Please find every line in the records below that contains the word "WHERE", and copy it.

══════════════════════════════

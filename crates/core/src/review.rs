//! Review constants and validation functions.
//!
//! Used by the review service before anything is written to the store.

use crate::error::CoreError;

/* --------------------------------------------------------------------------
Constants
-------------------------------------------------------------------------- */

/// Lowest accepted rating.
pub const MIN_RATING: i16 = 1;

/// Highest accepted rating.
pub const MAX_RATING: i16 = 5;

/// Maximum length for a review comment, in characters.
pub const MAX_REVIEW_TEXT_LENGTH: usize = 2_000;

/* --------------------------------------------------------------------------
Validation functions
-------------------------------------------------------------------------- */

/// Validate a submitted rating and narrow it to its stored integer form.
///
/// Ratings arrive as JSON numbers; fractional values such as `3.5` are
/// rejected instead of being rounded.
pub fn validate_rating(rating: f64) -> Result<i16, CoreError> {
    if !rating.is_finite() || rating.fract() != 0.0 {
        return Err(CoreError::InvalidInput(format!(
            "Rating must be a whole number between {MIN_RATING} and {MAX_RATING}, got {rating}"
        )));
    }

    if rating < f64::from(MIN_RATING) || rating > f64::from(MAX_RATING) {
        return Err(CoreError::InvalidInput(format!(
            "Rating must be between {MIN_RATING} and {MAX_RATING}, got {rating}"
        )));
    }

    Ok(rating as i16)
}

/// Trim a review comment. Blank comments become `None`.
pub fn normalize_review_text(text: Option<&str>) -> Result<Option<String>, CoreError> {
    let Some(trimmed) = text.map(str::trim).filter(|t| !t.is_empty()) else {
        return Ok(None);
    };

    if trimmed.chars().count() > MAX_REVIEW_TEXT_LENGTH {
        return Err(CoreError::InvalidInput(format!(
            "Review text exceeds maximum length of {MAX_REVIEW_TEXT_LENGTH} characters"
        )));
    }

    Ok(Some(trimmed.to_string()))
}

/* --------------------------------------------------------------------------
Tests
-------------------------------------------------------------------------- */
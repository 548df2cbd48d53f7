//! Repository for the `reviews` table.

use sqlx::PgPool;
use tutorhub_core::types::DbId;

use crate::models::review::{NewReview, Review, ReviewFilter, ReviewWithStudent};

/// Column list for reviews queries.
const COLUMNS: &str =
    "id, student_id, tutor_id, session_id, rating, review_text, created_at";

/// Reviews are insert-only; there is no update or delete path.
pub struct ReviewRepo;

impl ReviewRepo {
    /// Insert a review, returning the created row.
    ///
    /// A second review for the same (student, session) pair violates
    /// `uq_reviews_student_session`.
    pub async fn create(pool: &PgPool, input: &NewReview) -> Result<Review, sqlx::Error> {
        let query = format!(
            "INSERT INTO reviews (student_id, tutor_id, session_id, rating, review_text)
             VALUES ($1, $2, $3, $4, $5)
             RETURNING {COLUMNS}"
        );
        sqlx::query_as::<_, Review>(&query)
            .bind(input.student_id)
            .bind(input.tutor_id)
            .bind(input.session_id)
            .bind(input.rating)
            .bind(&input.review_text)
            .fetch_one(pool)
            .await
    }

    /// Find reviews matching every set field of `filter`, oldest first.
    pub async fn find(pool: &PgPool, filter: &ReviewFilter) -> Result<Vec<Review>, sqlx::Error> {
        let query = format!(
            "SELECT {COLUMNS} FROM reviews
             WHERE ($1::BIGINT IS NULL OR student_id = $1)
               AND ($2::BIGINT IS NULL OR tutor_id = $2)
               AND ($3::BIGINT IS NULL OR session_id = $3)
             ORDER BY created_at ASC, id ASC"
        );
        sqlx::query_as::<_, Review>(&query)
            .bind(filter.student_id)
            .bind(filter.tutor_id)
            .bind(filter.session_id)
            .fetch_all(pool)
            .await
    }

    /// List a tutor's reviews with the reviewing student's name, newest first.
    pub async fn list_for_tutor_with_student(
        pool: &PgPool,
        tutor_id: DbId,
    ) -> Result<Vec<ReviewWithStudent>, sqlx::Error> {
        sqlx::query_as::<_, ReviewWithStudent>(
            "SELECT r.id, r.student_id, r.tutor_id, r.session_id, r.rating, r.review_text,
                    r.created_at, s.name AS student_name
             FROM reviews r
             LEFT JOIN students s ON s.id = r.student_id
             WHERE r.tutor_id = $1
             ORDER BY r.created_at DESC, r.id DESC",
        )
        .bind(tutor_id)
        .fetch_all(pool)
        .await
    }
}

══════════════════════════════

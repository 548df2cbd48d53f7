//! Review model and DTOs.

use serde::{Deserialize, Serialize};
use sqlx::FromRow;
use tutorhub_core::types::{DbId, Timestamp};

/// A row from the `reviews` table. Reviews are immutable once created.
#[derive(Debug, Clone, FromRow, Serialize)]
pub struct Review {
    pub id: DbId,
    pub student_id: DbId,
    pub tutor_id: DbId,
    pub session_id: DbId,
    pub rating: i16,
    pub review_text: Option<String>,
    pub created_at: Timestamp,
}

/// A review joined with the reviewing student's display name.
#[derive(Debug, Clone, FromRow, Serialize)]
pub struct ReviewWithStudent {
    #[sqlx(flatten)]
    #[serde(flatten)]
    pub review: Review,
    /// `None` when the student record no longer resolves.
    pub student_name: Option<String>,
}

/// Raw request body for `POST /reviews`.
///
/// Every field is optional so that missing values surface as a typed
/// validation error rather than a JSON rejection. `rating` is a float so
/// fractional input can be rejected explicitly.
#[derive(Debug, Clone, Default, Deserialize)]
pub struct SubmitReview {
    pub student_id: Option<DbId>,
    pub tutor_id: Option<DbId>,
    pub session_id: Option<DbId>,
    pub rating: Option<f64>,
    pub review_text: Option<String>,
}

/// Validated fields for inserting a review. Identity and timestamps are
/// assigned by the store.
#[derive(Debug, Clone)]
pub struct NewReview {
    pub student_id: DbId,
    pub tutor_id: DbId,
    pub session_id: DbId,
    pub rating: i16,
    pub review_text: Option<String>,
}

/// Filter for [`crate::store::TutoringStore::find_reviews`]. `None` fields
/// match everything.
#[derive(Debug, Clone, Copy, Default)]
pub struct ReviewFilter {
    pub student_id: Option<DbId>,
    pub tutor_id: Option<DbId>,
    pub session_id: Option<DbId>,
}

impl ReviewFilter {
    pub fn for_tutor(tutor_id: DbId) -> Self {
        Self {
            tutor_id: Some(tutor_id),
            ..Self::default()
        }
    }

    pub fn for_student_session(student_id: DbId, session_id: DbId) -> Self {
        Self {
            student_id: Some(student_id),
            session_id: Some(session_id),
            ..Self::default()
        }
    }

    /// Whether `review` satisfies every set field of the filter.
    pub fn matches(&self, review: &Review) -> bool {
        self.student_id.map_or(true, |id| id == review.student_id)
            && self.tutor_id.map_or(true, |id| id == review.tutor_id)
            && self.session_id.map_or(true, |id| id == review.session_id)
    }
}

══════════════════════════════

| Response for this exercise |
             WHERE ($1::BIGINT IS NULL OR student_id = $1)
             WHERE r.tutor_id = $1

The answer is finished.